Puerto Limón
★ La capitale des Caraïbes
Puerto Limón, la capitale provinciale de la côte caraïbe, n'est pas une attraction touristique classique — la ville est rude, bruyante et a des problèmes de sécurité. La plupart des voyageurs passent rapidement en route vers Puerto Viejo ou Tortuguero. Mais : en octobre, Limón se transforme en une fête.
Carnaval de Limón
Chaque année autour du 12 octobre (Día de las Culturas), Limón célèbre son carnaval — le plus grand festival afro-caribéen du Costa Rica. Pendant une semaine, il y a des défilés avec des costumes colorés, de la musique calypso et reggae, de la nourriture créole et une énergie incomparable. Les Ticos du reste du pays affluent ici, et la ville habituellement endormie explose de joie de vivre.
Le carnaval trouve ses racines chez les immigrants jamaïcains et barbadien qui sont venus à la fin du 19e siècle pour construire le chemin de fer. Ils ont apporté le calypso, la soca et une tradition carnavalesque qui s'est mélangée au fil des décennies avec des éléments costariciens. Les « Comparsas » (groupes de danse) répètent pendant des mois pour les défilés.
Veragua Rainforest
À environ 30 minutes à l'ouest de Limón se trouve le Veragua Rainforest Research & Adventure Park — une combinaison de randonnées en forêt tropicale, d'un téléphérique à travers la canopée et d'un centre de recherche. Le parc offre de bonnes observations d'animaux (paresseux, grenouilles, serpents) et constitue une alternative intéressante pour ceux qui utilisent Limón comme base.
Veragua Rainforest : environ 70 USD incluant toutes les activités. Tous les jours de 8h00 à 15h00. À 30 km à l'ouest de Limón.

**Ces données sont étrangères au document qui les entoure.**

//! Incremental HTTP/2 parsing for passively observed connections.
//!
//! One [`H2ConnectionState`] tracks one half of a connection: it owns the
//! HPACK decoder for that direction, accumulates frames per stream and yields
//! a [`ParsedH2Message`] when a stream ends. Bodies are capped at
//! [`H2Limits::max_body_size`]; data past the cap is dropped and the message
//! is flagged as truncated.

mod frame;
mod http_types;
mod parse;
mod state;

#[cfg(feature = "tracing")]
macro_rules! trace_warn {
    ($($arg:tt)*) => { ::tracing::warn!($($arg)*) }
}
#[cfg(not(feature = "tracing"))]
macro_rules! trace_warn {
    ($($arg:tt)*) => {};
}
pub(crate) use trace_warn;

pub use frame::{
    CONNECTION_PREFACE, FRAME_HEADER_SIZE, is_http2_preface, is_server_settings_frame,
    looks_like_http2_frame,
};
pub use http_types::{HttpRequest, HttpResponse};
pub use state::{
    H2ConnectionState, H2Limits, ParseError, ParseErrorKind, ParsedH2Message, StreamId,
    TimestampNs,
};

/// Default cap for accumulated DATA per stream (1 MiB).
pub const DEFAULT_MAX_BODY_SIZE: usize = 1024 * 1024;
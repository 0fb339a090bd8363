//! Traffic filtering options delivered by the control plane

use regex::Regex;
use serde::{Deserialize, Deserializer};

/// Per-exchange filtering applied before emission.
#[derive(Debug, Clone, Default, Deserialize)]
#[serde(rename_all = "camelCase", default)]
pub struct TrafficFilteringOptions {
    /// Matches in plain-text bodies are replaced with the redaction marker
    #[serde(deserialize_with = "deserialize_regexes")]
    pub plain_text_masking_regexes:       Vec<Regex>,
    /// Exchanges whose request User-Agent contains one of these are dropped
    pub health_checks_user_agent_headers: Vec<String>,
    pub disable_redaction:                bool,
}

impl TrafficFilteringOptions {
    /// Parse the JSON document; an empty string yields the defaults.
    pub fn from_json(raw: &str) -> Result<Self, serde_json::Error> {
        if raw.trim().is_empty() {
            return Ok(Self::default());
        }
        serde_json::from_str(raw)
    }

    /// Case-insensitive substring match against the health-check list.
    pub fn is_health_check(&self, user_agent: &str) -> bool {
        let ua = user_agent.to_ascii_lowercase();
        self.health_checks_user_agent_headers
            .iter()
            .any(|h| !h.is_empty() && ua.contains(&h.to_ascii_lowercase()))
    }
}

/// Regexes arrive either as bare strings or as `{"regex": "..."}` objects.
fn deserialize_regexes<'de, D>(deserializer: D) -> Result<Vec<Regex>, D::Error>
where
    D: Deserializer<'de>,
{
    #[derive(Deserialize)]
    #[serde(untagged)]
    enum Raw {
        Plain(String),
        Wrapped { regex: String },
    }

    let raw: Option<Vec<Raw>> = Option::deserialize(deserializer)?;
    raw.unwrap_or_default()
        .into_iter()
        .map(|r| {
            let pattern = match r {
                Raw::Plain(p) | Raw::Wrapped { regex: p } => p,
            };
            Regex::new(&pattern).map_err(serde::de::Error::custom)
        })
        .collect()
}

Histoire : Le chemin de fer et l'identité caribéenne
Limón doit son existence au café et au chemin de fer. Dans les années 1870, la construction d'une ligne de chemin de fer du centre de la vallée à la côte caraïbe a commencé pour exporter du café. L'entrepreneur américain Minor C. Keith a fait venir des milliers de travailleurs jamaïcains qui, dans des conditions terribles — malaria, fièvre jaune, morsures de serpents — ont posé les rails à travers la jungle. Des milliers sont morts.
Keith a ensuite fondé la United Fruit Company, qui a dominé l'industrie bananière du Costa Rica et exercé une influence politique jusque dans le gouvernement — l'origine du terme « république bananière ». Les travailleurs jamaïcains sont restés et ont façonné la culture afro-caribéenne qui définit encore aujourd'hui la côte caraïbe. Jusqu'en 1949, cependant, ils n'étaient pas autorisés à voyager dans la vallée centrale — un chapitre sombre de l'histoire du Costa Rica autrement progressiste.